8月28日の九州北部を襲った大雨は、佐賀県では河川が氾濫して家屋の浸水被害が相次いだ。中でも被害が大きかった武雄市では、4店舗あるホールの中で、ワンダーランド、ひばりの2店舗が浸水被害で休業を余儀なくされている。



この水害の影響は関東のホールにも関係することになる。佐賀と関東がどう結びつくのか?

「営業の打ち合わせで29日にホールへ訪問する予定だったんですが、急きょキャンセルになったんですが、その理由が九州北部の大雨だったんです」(メーカー営業マン)
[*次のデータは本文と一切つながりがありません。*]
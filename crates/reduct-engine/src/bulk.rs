//! The bulk engine.
//!
//! Same contract and results as [`DefaultEngine`]; only the execution
//! strategy for long, type-homogeneous folds differs. When a node's head is
//! an associative fold and its evaluated arguments are at least
//! [`BulkConfig::min_run`] long and all of one kind, the arguments are
//! copied into a contiguous buffer and reduced by a single kernel call from
//! [`crate::kernels`]. Everything else, including any case where the kernel
//! cannot produce a value, falls through to the default reduction.

use reduct_core::{ComplexExpression, Expression, Literal};

use crate::config::BulkConfig;
use crate::default::{evaluate_with, DefaultEngine, Reducer};
use crate::engine::Engine;
use crate::error::Result;
use crate::kernels::{self, PackedBools};
use crate::rules::{FoldKind, RuleTable};

/// A contiguous, single-kind copy of a node's arguments.
enum Buffer<'a> {
    Integers(Vec<i64>),
    Booleans(PackedBools),
    Strings(Vec<&'a str>),
}

impl<'a> Buffer<'a> {
    /// Copies the arguments into a buffer, or `None` if their kinds differ
    /// or any of them is not a literal.
    fn collect(arguments: &'a [Expression]) -> Option<Self> {
        let first = arguments.first()?.as_literal()?;
        match first {
            Literal::Integer(_) => {
                let mut values = Vec::with_capacity(arguments.len());
                for argument in arguments {
                    match argument.as_literal()? {
                        Literal::Integer(n) => values.push(*n),
                        _ => return None,
                    }
                }
                Some(Buffer::Integers(values))
            }
            Literal::Boolean(_) => {
                let mut values = PackedBools::with_capacity(arguments.len());
                for argument in arguments {
                    values.push(argument.as_literal()?.as_bool()?);
                }
                Some(Buffer::Booleans(values))
            }
            Literal::String(_) => {
                let mut values = Vec::with_capacity(arguments.len());
                for argument in arguments {
                    values.push(argument.as_str()?);
                }
                Some(Buffer::Strings(values))
            }
        }
    }
}

/// The batched-fold engine.
#[derive(Clone, Default)]
pub struct BulkEngine {
    inner: DefaultEngine,
    config: BulkConfig,
}

impl BulkEngine {
    /// Creates an engine with the standard rules and default configuration.
    #[must_use]
    pub fn new() -> Self {
        Self::with_config(BulkConfig::default())
    }

    /// Creates an engine with a custom configuration.
    #[must_use]
    pub fn with_config(config: BulkConfig) -> Self {
        Self {
            inner: DefaultEngine::new(),
            config: config.normalized(),
        }
    }

    /// Replaces the rule table, keeping the registered delegates.
    #[must_use]
    pub fn with_rules(mut self, rules: RuleTable) -> Self {
        self.inner.set_rules(rules);
        self
    }

    /// Registers an engine reachable through `EvaluateInEngine("name", ...)`.
    #[must_use]
    pub fn with_delegate(mut self, name: &str, engine: impl Engine + 'static) -> Self {
        self.inner = self.inner.with_delegate(name, engine);
        self
    }

    /// Returns the configuration.
    #[must_use]
    pub fn config(&self) -> &BulkConfig {
        &self.config
    }

    /// Returns the rule table.
    #[must_use]
    pub fn rules(&self) -> &RuleTable {
        self.inner.rules()
    }

    /// Attempts a batched fold of an evaluated node.
    ///
    /// Returns `None` when the node is not eligible or the kernel cannot
    /// produce a value; the caller then takes the default path.
    fn try_batched(&self, kind: FoldKind, node: &ComplexExpression) -> Option<Expression> {
        if node.len() < self.config.min_run {
            return None;
        }

        let folded = match (kind, Buffer::collect(node.arguments())?) {
            (FoldKind::Sum, Buffer::Integers(values)) => {
                let total = kernels::par_sum_i64(&values, &self.config);
                Expression::from(i64::try_from(total).ok()?)
            }
            (FoldKind::Product, Buffer::Integers(values)) => {
                let total = kernels::par_product_i64(&values, &self.config)?;
                Expression::from(i64::try_from(total).ok()?)
            }
            (FoldKind::Sum, Buffer::Booleans(values)) => {
                Expression::from(i64::try_from(values.count_ones(&self.config)).ok()?)
            }
            (FoldKind::Product, Buffer::Booleans(values)) => Expression::from(i64::from(values.all())),
            (FoldKind::Concat, Buffer::Strings(values)) => {
                Expression::from(kernels::par_concat(&values, &self.config))
            }
            _ => return None,
        };

        tracing::trace!(?kind, arguments = node.len(), "batched fold");
        Some(folded)
    }
}

impl Reducer for BulkEngine {
    fn reduce_node(&self, node: ComplexExpression) -> Result<Expression> {
        let batchable = self
            .inner
            .rules()
            .rule_for(&node)
            .and_then(|rule| rule.batchable_fold());

        if let Some(kind) = batchable {
            if let Some(folded) = self.try_batched(kind, &node) {
                return Ok(folded);
            }
        }
        self.inner.reduce_node(node)
    }
}

impl Engine for BulkEngine {
    fn name(&self) -> &str {
        "bulk"
    }

    fn evaluate(&self, expr: &Expression) -> Result<Expression> {
        evaluate_with(self, expr)
    }
}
このホール企業は2011年の東日本大震災を契機に災害特別休暇制度を新設した。東日本大震災では社員の実家が全壊するとともに、親族も失った。災害による見舞金の社内規定はまだなかったが、社長はポケットマネーで50万円の見舞金を出した。避難所に支援物資を送ったり、ボランティア活動に人も出した。

災害特別休暇制度では、本人の実家か配偶者の実家が災害に遭った時は、5日間の被災休暇を与えると共に、見舞金を支給することになった。

今回の九州北部大雨で、その第1号が適用された。

佐賀の実家が浸水被害に遭い、アポイントの日に急きょ帰省することになった。

社内規定では家屋が浸水した場合は5万円、家屋が半壊した場合は10万円、全壊の場合は20万円の見舞金を支給する。往復の交通費も全額が支給される。ただし、配偶者の交通費は出ない。

社員の実家は1階まで水没した。社内規定の5万円では足りそうもないので、社長がポケットマネーで30万円をプラスした。

ホールの規模は10店舗未満。社長の鶴の一声でこの制度が出来上がった。社員からするとすごく頼もしい会社に映る。こうした社員に寄り添う制度が帰属意識・愛社精神にもつながる。

大手ホールではなかなか真似ができない制度とも言える。

「天災は忘れたころにやってくる」

これは物理学者であり、防災学者だった寺田寅彦が大正12年の関東大震災後に残した警句で、災害直後の緊張感や心構えを忘れないように気を緩めるな、という意味がある。最近は大災害のインターバルが短くなり、まだ記憶に残っているころにやってくる。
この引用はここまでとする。